__REQUIREMENT__. Gather all lines from the material that contain "Create".

__WORKING DATA__.
//! CLI command definitions

use clap::{Args, Parser, Subcommand};
use std::path::PathBuf;

use crate::domain::ContentRequest;

/// Curricula - CP/ATP generation engine
#[derive(Parser)]
#[command(name = "cg", about = "Curriculum content generation engine", version)]
pub struct Cli {
    /// Path to config file
    #[arg(short, long, global = true, help = "Path to config file")]
    pub config: Option<PathBuf>,

    /// Log level (TRACE, DEBUG, INFO, WARN, ERROR)
    #[arg(short = 'l', long = "log-level", global = true)]
    pub log_level: Option<String>,

    #[command(subcommand)]
    pub command: Command,
}

/// CLI subcommands
#[derive(Debug, Subcommand)]
pub enum Command {
    /// Run one generation session end to end and print the artifacts
    Demo {
        #[command(flatten)]
        request: RequestArgs,

        /// Accept the first result without interactive validation
        #[arg(long)]
        auto_approve: bool,
    },

    /// Analyze a request and print the strategy decision without generating
    Score {
        #[command(flatten)]
        request: RequestArgs,
    },

    /// Print the effective configuration
    Config,
}

/// Request fields shared by demo and score
#[derive(Args, Debug)]
pub struct RequestArgs {
    /// Teacher name
    #[arg(long, default_value = "Guru")]
    pub teacher: String,

    /// School name
    #[arg(long, default_value = "Sekolah")]
    pub school: String,

    /// Subject, e.g. matematika
    #[arg(long)]
    pub subject: String,

    /// Grade level (1-12)
    #[arg(long)]
    pub grade: u8,

    /// Curriculum phase, e.g. E
    #[arg(long, default_value = "")]
    pub phase: String,

    /// Topic to cover
    #[arg(long)]
    pub topic: String,

    /// Optional sub-topic
    #[arg(long, default_value = "")]
    pub sub_topic: String,

    /// Time allocation in minutes
    #[arg(long, default_value = "90")]
    pub time_allocation: u32,

    /// Generator model override
    #[arg(long, default_value = "")]
    pub model: String,
}

impl RequestArgs {
    pub fn into_request(self) -> ContentRequest {
        ContentRequest {
            teacher: self.teacher,
            school: self.school,
            subject: self.subject,
            grade: self.grade,
            phase: self.phase,
            topic: self.topic,
            sub_topic: self.sub_topic,
            time_allocation: self.time_allocation,
            model: self.model,
            primary: None,
            secondary: None,
        }
    }
}

#[cfg(test)]
mod tests {
    use super::*;

    #[test]
    fn test_parse_score_command() {
        let cli = Cli::parse_from([
            "cg",
            "score",
            "--subject",
            "matematika",
            "--grade",
            "10",
            "--topic",
            "aljabar linear",
        ]);
        match cli.command {
            Command::Score { request } => {
                let request = request.into_request();
                assert_eq!(request.subject, "matematika");
                assert_eq!(request.grade, 10);
                assert_eq!(request.time_allocation, 90);
            }
            other => panic!("unexpected command: {other:?}"),
        }
    }

    #[test]
    fn test_parse_demo_with_auto_approve() {
        let cli = Cli::parse_from([
            "cg",
            "demo",
            "--subject",
            "fisika",
            "--grade",
            "8",
            "--topic",
            "gaya",
            "--auto-approve",
        ]);
        match cli.command {
            Command::Demo { auto_approve, .. } => assert!(auto_approve),
            other => panic!("unexpected command: {other:?}"),
        }
    }
}
//! OpenAI-compatible text-generation backend
//!
//! Implements the TextGenerator trait against a Chat Completions API with
//! bounded retry on transient errors.

use async_trait::async_trait;
use reqwest::Client;
use serde::Deserialize;
use std::time::Duration;
use tracing::{debug, warn};

use crate::config::GeneratorConfig;

use super::{BackendError, TextGenerator};

/// Maximum number of retries for transient errors
const MAX_RETRIES: u32 = 3;

/// Initial backoff delay for retries
const INITIAL_BACKOFF_MS: u64 = 1000;

/// Check if an HTTP status code is retryable
fn is_retryable_status(status: u16) -> bool {
    matches!(status, 408 | 429 | 500 | 502 | 503 | 504)
}

/// Chat Completions API client
pub struct OpenAIGenerator {
    api_key: String,
    base_url: String,
    http: Client,
    default_model: String,
    max_tokens: u32,
}

impl OpenAIGenerator {
    /// Create a new client from configuration
    ///
    /// Reads the API key from the environment variable named in the config.
    pub fn from_config(config: &GeneratorConfig) -> Result<Self, BackendError> {
        debug!(base_url = %config.base_url, model = %config.model, "from_config: called");
        let api_key = std::env::var(&config.api_key_env).map_err(|_| {
            BackendError::InvalidResponse(format!("API key not found in environment variable {}", config.api_key_env))
        })?;

        let timeout = Duration::from_millis(config.timeout_ms);
        let http = Client::builder().timeout(timeout).build().map_err(BackendError::Network)?;

        Ok(Self {
            api_key,
            base_url: config.base_url.clone(),
            http,
            default_model: config.model.clone(),
            max_tokens: config.max_tokens,
        })
    }

    /// Build the request body for the Chat Completions API
    fn build_request_body(&self, prompt: &str, model: &str, max_tokens: u32, temperature: f64) -> serde_json::Value {
        let model = if model.is_empty() { &self.default_model } else { model };
        let max_tokens = max_tokens.min(self.max_tokens);
        debug!(%model, max_tokens, "build_request_body: called");

        serde_json::json!({
            "model": model,
            "messages": [{"role": "user", "content": prompt}],
            "max_tokens": max_tokens,
            "temperature": temperature,
        })
    }

    /// Extract the first choice's text from the API response
    fn parse_response(&self, api_response: ChatResponse) -> Result<String, BackendError> {
        debug!(choice_count = api_response.choices.len(), "parse_response: called");
        api_response
            .choices
            .into_iter()
            .next()
            .and_then(|c| c.message.content)
            .filter(|s| !s.is_empty())
            .ok_or_else(|| BackendError::InvalidResponse("Empty completion response".to_string()))
    }
}

#[async_trait]
impl TextGenerator for OpenAIGenerator {
    async fn generate(
        &self,
        prompt: &str,
        model: &str,
        max_tokens: u32,
        temperature: f64,
    ) -> Result<String, BackendError> {
        debug!(prompt_len = prompt.len(), "generate: called");
        let url = format!("{}/chat/completions", self.base_url);
        let body = self.build_request_body(prompt, model, max_tokens, temperature);

        let mut last_error = None;
        for attempt in 0..=MAX_RETRIES {
            if attempt > 0 {
                let backoff = INITIAL_BACKOFF_MS * 2u64.pow(attempt - 1);
                warn!(attempt, backoff_ms = backoff, "generate: retrying after transient error");
                tokio::time::sleep(Duration::from_millis(backoff)).await;
            }

            let response = match self
                .http
                .post(url.clone())
                .header("Authorization", format!("Bearer {}", self.api_key))
                .header("content-type", "application/json")
                .json(&body)
                .send()
                .await
            {
                Ok(r) => r,
                Err(e) => {
                    debug!(attempt, error = %e, "generate: network error");
                    last_error = Some(BackendError::Network(e));
                    continue;
                }
            };

            let status = response.status().as_u16();

            if status == 429 {
                debug!("generate: rate limited (429)");
                let retry_after = response
                    .headers()
                    .get("retry-after")
                    .and_then(|v| v.to_str().ok())
                    .and_then(|s| s.parse::<u64>().ok())
                    .unwrap_or(60);

                return Err(BackendError::RateLimited {
                    retry_after: Duration::from_secs(retry_after),
                });
            }

            if is_retryable_status(status) && attempt < MAX_RETRIES {
                let text = response.text().await.unwrap_or_default();
                debug!(attempt, status, "generate: retryable error");
                last_error = Some(BackendError::ApiError { status, message: text });
                continue;
            }

            if !response.status().is_success() {
                debug!(%status, "generate: API error");
                let text = response.text().await.unwrap_or_default();
                return Err(BackendError::ApiError { status, message: text });
            }

            debug!("generate: success");
            let api_response: ChatResponse = response.json().await?;
            return self.parse_response(api_response);
        }

        Err(last_error.unwrap_or_else(|| BackendError::InvalidResponse("Max retries exceeded".to_string())))
    }
}

#[derive(Debug, Deserialize)]
struct ChatResponse {
    choices: Vec<ChatChoice>,
}

#[derive(Debug, Deserialize)]
struct ChatChoice {
    message: ChatMessage,
}

#[derive(Debug, Deserialize)]
struct ChatMessage {
    content: Option<String>,
}
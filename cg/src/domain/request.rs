//! Content request - the immutable input to a session

use serde::{Deserialize, Serialize};

/// Name of the primary artifact (competency statement, "CP")
pub const ARTIFACT_PRIMARY: &str = "cp";

/// Name of the secondary artifact (learning sequence, "ATP")
pub const ARTIFACT_SECONDARY: &str = "atp";

/// A curriculum content request as submitted by a teacher
///
/// Immutable once accepted into a session. If both artifact texts are
/// pre-supplied the session takes the direct path and never generates.
#[derive(Clone, Debug, Default, Serialize, Deserialize)]
pub struct ContentRequest {
    /// Requesting teacher's name
    pub teacher: String,
    /// School name
    pub school: String,
    /// Subject (e.g. "matematika", "fisika")
    pub subject: String,
    /// Grade level, 1-12
    pub grade: u8,
    /// Curriculum phase label (e.g. "A".."F")
    #[serde(default)]
    pub phase: String,
    /// Main topic
    pub topic: String,
    /// Optional sub-topic
    #[serde(default)]
    pub sub_topic: String,
    /// Time allocation in minutes
    pub time_allocation: u32,
    /// Generation backend model to use
    #[serde(default)]
    pub model: String,
    /// Pre-supplied primary artifact text, if the teacher already has one
    #[serde(default)]
    pub primary: Option<String>,
    /// Pre-supplied secondary artifact text
    #[serde(default)]
    pub secondary: Option<String>,
}

impl ContentRequest {
    /// True when both artifacts are already supplied and non-empty
    ///
    /// A complete request never triggers a generation call.
    pub fn is_complete(&self) -> bool {
        let has = |a: &Option<String>| a.as_deref().is_some_and(|s| !s.trim().is_empty());
        has(&self.primary) && has(&self.secondary)
    }

    /// Names of the artifacts that still need to be generated
    pub fn missing_artifacts(&self) -> Vec<String> {
        let mut missing = Vec::new();
        if self.primary.as_deref().is_none_or(|s| s.trim().is_empty()) {
            missing.push(ARTIFACT_PRIMARY.to_string());
        }
        if self.secondary.as_deref().is_none_or(|s| s.trim().is_empty()) {
            missing.push(ARTIFACT_SECONDARY.to_string());
        }
        missing
    }

    /// Names of required fields that are absent or invalid
    ///
    /// An empty return means the request is acceptable for processing.
    pub fn missing_fields(&self) -> Vec<String> {
        let mut missing = Vec::new();
        if self.teacher.trim().is_empty() {
            missing.push("teacher".to_string());
        }
        if self.school.trim().is_empty() {
            missing.push("school".to_string());
        }
        if self.subject.trim().is_empty() {
            missing.push("subject".to_string());
        }
        if self.grade == 0 || self.grade > 12 {
            missing.push("grade".to_string());
        }
        if self.topic.trim().is_empty() {
            missing.push("topic".to_string());
        }
        if self.time_allocation == 0 {
            missing.push("time_allocation".to_string());
        }
        missing
    }

    /// The retrieval/generation query for this request
    pub fn query(&self) -> String {
        if self.sub_topic.trim().is_empty() {
            format!("{} {}", self.subject, self.topic)
        } else {
            format!("{} {} {}", self.subject, self.topic, self.sub_topic)
        }
    }
}
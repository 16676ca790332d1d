//! Session store messages
//!
//! Commands and responses for the actor pattern.

use thiserror::Error;
use tokio::sync::oneshot;

use crate::domain::{ContentRequest, GenerationResult, Session, SessionStatus, TaskAnalysis, ValidationFeedback};

/// Errors from session operations
#[derive(Debug, Error)]
pub enum SessionError {
    #[error("Session not found: {0}")]
    NotFound(String),

    #[error("Request rejected, missing fields: {0:?}")]
    InvalidRequest(Vec<String>),

    #[error("Invalid session state: {0}")]
    InvalidState(String),

    #[error("Session already processing: {0}")]
    AlreadyProcessing(String),

    #[error("Generation failed: {0}")]
    Generation(String),

    #[error("Channel error")]
    ChannelError,
}

/// Response from session operations
pub type SessionResponse<T> = Result<T, SessionError>;

/// Commands sent to the SessionStore actor
#[derive(Debug)]
pub enum SessionCommand {
    Create {
        ttl_hours: i64,
        reply: oneshot::Sender<SessionResponse<Session>>,
    },
    Get {
        id: String,
        reply: oneshot::Sender<SessionResponse<Option<Session>>>,
    },
    List {
        reply: oneshot::Sender<SessionResponse<Vec<Session>>>,
    },
    SubmitRequest {
        id: String,
        request: ContentRequest,
        reply: oneshot::Sender<SessionResponse<Session>>,
    },
    Transition {
        id: String,
        status: SessionStatus,
        reply: oneshot::Sender<SessionResponse<Session>>,
    },
    MarkQueued {
        id: String,
        reply: oneshot::Sender<SessionResponse<Session>>,
    },
    SetAnalysis {
        id: String,
        analysis: TaskAnalysis,
        reply: oneshot::Sender<SessionResponse<()>>,
    },
    SetResult {
        id: String,
        result: GenerationResult,
        reply: oneshot::Sender<SessionResponse<()>>,
    },
    AppendValidation {
        id: String,
        feedback: ValidationFeedback,
        reply: oneshot::Sender<SessionResponse<Session>>,
    },
    RecordError {
        id: String,
        message: String,
        reply: oneshot::Sender<SessionResponse<Session>>,
    },
    Delete {
        id: String,
        reply: oneshot::Sender<SessionResponse<()>>,
    },
    SweepExpired {
        reply: oneshot::Sender<SessionResponse<Vec<String>>>,
    },
    Shutdown,
}
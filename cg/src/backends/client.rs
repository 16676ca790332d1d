//! Collaborator trait definitions

use async_trait::async_trait;
use tracing::debug;

use super::{BackendError, RetrievedDocument, SearchHit};

/// Stateless text-generation backend - each call is independent
///
/// The engine does not retry through this trait; any retry policy belongs
/// to the implementation.
#[async_trait]
pub trait TextGenerator: Send + Sync {
    /// Produce text for a prompt
    async fn generate(
        &self,
        prompt: &str,
        model: &str,
        max_tokens: u32,
        temperature: f64,
    ) -> Result<String, BackendError>;
}

/// Document-retrieval backend over the curriculum corpus
///
/// An empty or unmatched query yields an empty list, never an error.
#[async_trait]
pub trait DocumentIndex: Send + Sync {
    async fn search(&self, query: &str, doc_type: &str, top_k: usize) -> Result<Vec<RetrievedDocument>, BackendError>;
}

/// Live web-search backend, consulted only when retrieval is sparse
#[async_trait]
pub trait LiveSearch: Send + Sync {
    async fn search(&self, query: &str, max_results: usize) -> Result<Vec<SearchHit>, BackendError>;
}

/// Retrieval backend for deployments without a corpus service
pub struct NullIndex;

#[async_trait]
impl DocumentIndex for NullIndex {
    async fn search(&self, query: &str, doc_type: &str, _top_k: usize) -> Result<Vec<RetrievedDocument>, BackendError> {
        debug!(%query, %doc_type, "NullIndex::search: no corpus configured");
        Ok(Vec::new())
    }
}

/// Live-search backend for deployments without a search provider
pub struct NullSearch;

#[async_trait]
impl LiveSearch for NullSearch {
    async fn search(&self, query: &str, _max_results: usize) -> Result<Vec<SearchHit>, BackendError> {
        debug!(%query, "NullSearch::search: no provider configured");
        Ok(Vec::new())
    }
}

__FINISHED TASK__.
    /// Create a new client from configuration
    Create {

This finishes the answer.